Precise copying is required. Return the data below in full.

[Collected data]
════════

use chrono::{DateTime, Utc};
use serde::{Deserialize, Serialize};
use uuid::Uuid;

/// A skill claimed by a candidate, self-assessed on a 1–5 scale.
#[derive(Debug, Clone, PartialEq, Serialize, Deserialize)]
pub struct Skill {
    pub name: String,
    pub level: i32,
}

/// A skill a posting asks for. `weight` scales its contribution to the score,
/// `min_level` is a hard gate.
#[derive(Debug, Clone, PartialEq, Serialize, Deserialize)]
pub struct RequirementSkill {
    pub name: String,
    pub weight: i32,
    pub min_level: i32,
}

#[derive(Debug, Clone, PartialEq, Serialize, Deserialize)]
pub struct CandidateProfile {
    pub id: String,
    /// `None` when the candidate never filled in a skill list. An empty list
    /// is a real (if unfortunate) answer and is scored as all gaps.
    #[serde(default)]
    pub skills: Option<Vec<Skill>>,
    pub cgpa: f64,
    pub project_count: i32,
}

#[derive(Debug, Clone, PartialEq, Serialize, Deserialize)]
pub struct Posting {
    pub id: Uuid,
    pub title: String,
    pub required_skills: Vec<RequirementSkill>,
    pub owner_id: String,
    pub created_at: DateTime<Utc>,
}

════════

_TASK RESULT_
use chrono::{DateTime, Utc};
use serde::{Deserialize, Serialize};
use uuid::Uuid;

/// A skill claimed by a candidate, self-assessed on a 1–5 scale.
#[derive(Debug, Clone, PartialEq, Serialize, Deserialize)]
pub struct Skill {
    pub name: String,
    pub level: i32,
}

/// A skill a posting asks for. `weight` scales its contribution to the score,
/// `min_level` is a hard gate.
#[derive(Debug, Clone, PartialEq, Serialize, Deserialize)]
pub struct RequirementSkill {
    pub name: String,
    pub weight: i32,
    pub min_level: i32,
}

#[derive(Debug, Clone, PartialEq, Serialize, Deserialize)]
pub struct CandidateProfile {
    pub id: String,
    /// `None` when the candidate never filled in a skill list. An empty list
    /// is a real (if unfortunate) answer and is scored as all gaps.
    #[serde(default)]
    pub skills: Option<Vec<Skill>>,
    pub cgpa: f64,
    pub project_count: i32,
}

#[derive(Debug, Clone, PartialEq, Serialize, Deserialize)]
pub struct Posting {
    pub id: Uuid,
    pub title: String,
    pub required_skills: Vec<RequirementSkill>,
    pub owner_id: String,
    pub created_at: DateTime<Utc>,
}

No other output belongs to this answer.